The social behavior seen in bird flocks or schools of fish serves as the inspiration for PSO, a population-centered optimization algorithm [15]. The PSO technique is recognized as one of the strongest and most effective search algorithms for tackling non-linear optimization issues [16]. A broad spectrum of optimization problems has seen extensive usage of it, including MPPT. Recognized widely as a robust, simple, effective, and highly popular swarm optimization technique, the PSO method has consequently been extensively used for MPPT in PV systems [17,18,19,20]. The primary advantage of using PSO for MPPT in PV system applications is its ability to converge quickly to the global optimum without the hindrance of being caught in local optima, which is common in gradient-based optimization techniques [21]. The convergence time (CT) and failure rate (FR) of PSO-based MPPT methods are critical factors that determine the overall effectiveness of the algorithm [22]. CT refers to the duration required for the algorithm to reach an acceptable proximity to the global optimum, while FR represents the likelihood of the algorithm not converging to the optimal solution [23]. The CT and FR are influenced by several factors, including the initial population, parameter settings, and the termination criteria of the PSO algorithm.

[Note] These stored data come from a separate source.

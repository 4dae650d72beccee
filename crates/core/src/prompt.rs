//! Prompt rendering for the compliance classifier.
//!
//! The instruction text is fixed configuration shared verbatim across
//! every row; only the feature fields and the matched glossary entries
//! vary. This module only formats text — no parsing, no networking.

use crate::glossary::Glossary;
use crate::record::FeatureRecord;

/// Task statement, shared across all rows.
const INSTRUCTIONS: &str = "\
You are an expert compliance analyst. Determine whether the feature \
described below requires geo-specific compliance logic.

A feature requires geo-specific compliance if it is implemented to comply \
with a specific law, regulation, or legal mandate in a particular \
geographic region (a country, a state, or a union such as the EU).

Do NOT flag features for these reasons:
- Business-driven decisions such as market testing, phased rollouts, or A/B tests in specific regions.
- General safety or policy features that apply globally, even if a region is mentioned for context.
";

/// Output contract: a strict JSON object with exactly the verdict fields.
const OUTPUT_CONTRACT: &str = "\
Respond with a single JSON object containing exactly these three keys:
1. \"is_geo_compliance_needed\": boolean
2. \"reasoning\": string (a clear, concise explanation for the decision)
3. \"relevant_regulation\": string (the law or regulation if one applies, otherwise an empty string)

Do not add explanations, markdown, or any text outside the JSON object.
";

/// Render the full prompt for one feature record.
///
/// Pure function of its inputs. Glossary definitions are appended only
/// for terms found as substrings of the description; with no match the
/// output is byte-identical to the no-glossary rendering. An empty
/// description is a valid substitution value.
pub fn build_prompt(record: &FeatureRecord, glossary: &Glossary) -> String {
    let mut prompt = String::new();

    prompt.push_str(INSTRUCTIONS);
    prompt.push('\n');

    let matched = glossary.matching(&record.description);
    if !matched.is_empty() {
        prompt.push_str("GLOSSARY (internal terms used in the description):\n");
        for entry in matched {
            prompt.push_str(&format!("- {}: {}\n", entry.term, entry.definition));
        }
        prompt.push('\n');
    }

    prompt.push_str("FEATURE NAME:\n");
    prompt.push_str(&record.name);
    prompt.push_str("\n\n");

    prompt.push_str("FEATURE DESCRIPTION:\n");
    prompt.push_str(&record.description);
    prompt.push_str("\n\n");

    prompt.push_str(OUTPUT_CONTRACT);

    prompt
}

A significant number of studies have been conducted to improve and analyze the CT and FR in MPPT approaches based on PSO. For instance, a new adaptive PSO (NA-PSO) reduced the CT by 50% and had zero FR [14]. Similarly, two nested PSOs are used in a newly proposed scheme (NESTPSO), which shows its supercity in reducing the CT from 442.7% to 86.9% [24]. Another study showed a reduction of the CT up to 650% by applying the anticipated peak position idea [25]. In the research conducted by [26], an Enhanced Particle Swarm Optimization (EPSO) method is introduced that demonstrates a remarkable improvement in CT. Moreover, the Particle Swarm Optimization with Targeted Position-Mutated Elitism (PSO-TPME) technique exhibits a 45% enhancement in CT [27]. This improvement in CT can be attributed to the utilization of hybrid techniques, which have been employed in various studies to boost the effectiveness of MPPT algorithms. For instance, Ref. [28] introduces an Incremental Conductance-based Particle Swarm Optimization (ICPSO) algorithm; a unique PSO-PID algorithm is proposed in [29], while Grey Wolf Optimization and Particle Swarm Optimization (GWO–PSO) technique is discussed in [30], Particle Swarm Optimization and Salp Swarm Optimization (PSOSSO) is presented in [31], Incremental Conductance with Particle Swarm Optimization and Model Predictive Control (IncCond-PSO-MPC) is introduced in [32], the Tunicate Swarm Algorithm with the Particle Swarm Optimization technique (TSA-PSO) is detailed in [33], and Particle Swarm Optimization and Incremental Conductance (PSO + IC) is described in [34]. All these hybrid techniques can achieve MPP in just a fraction of a second, exhibiting a marked improvement in comparison to conventional PSO algorithms.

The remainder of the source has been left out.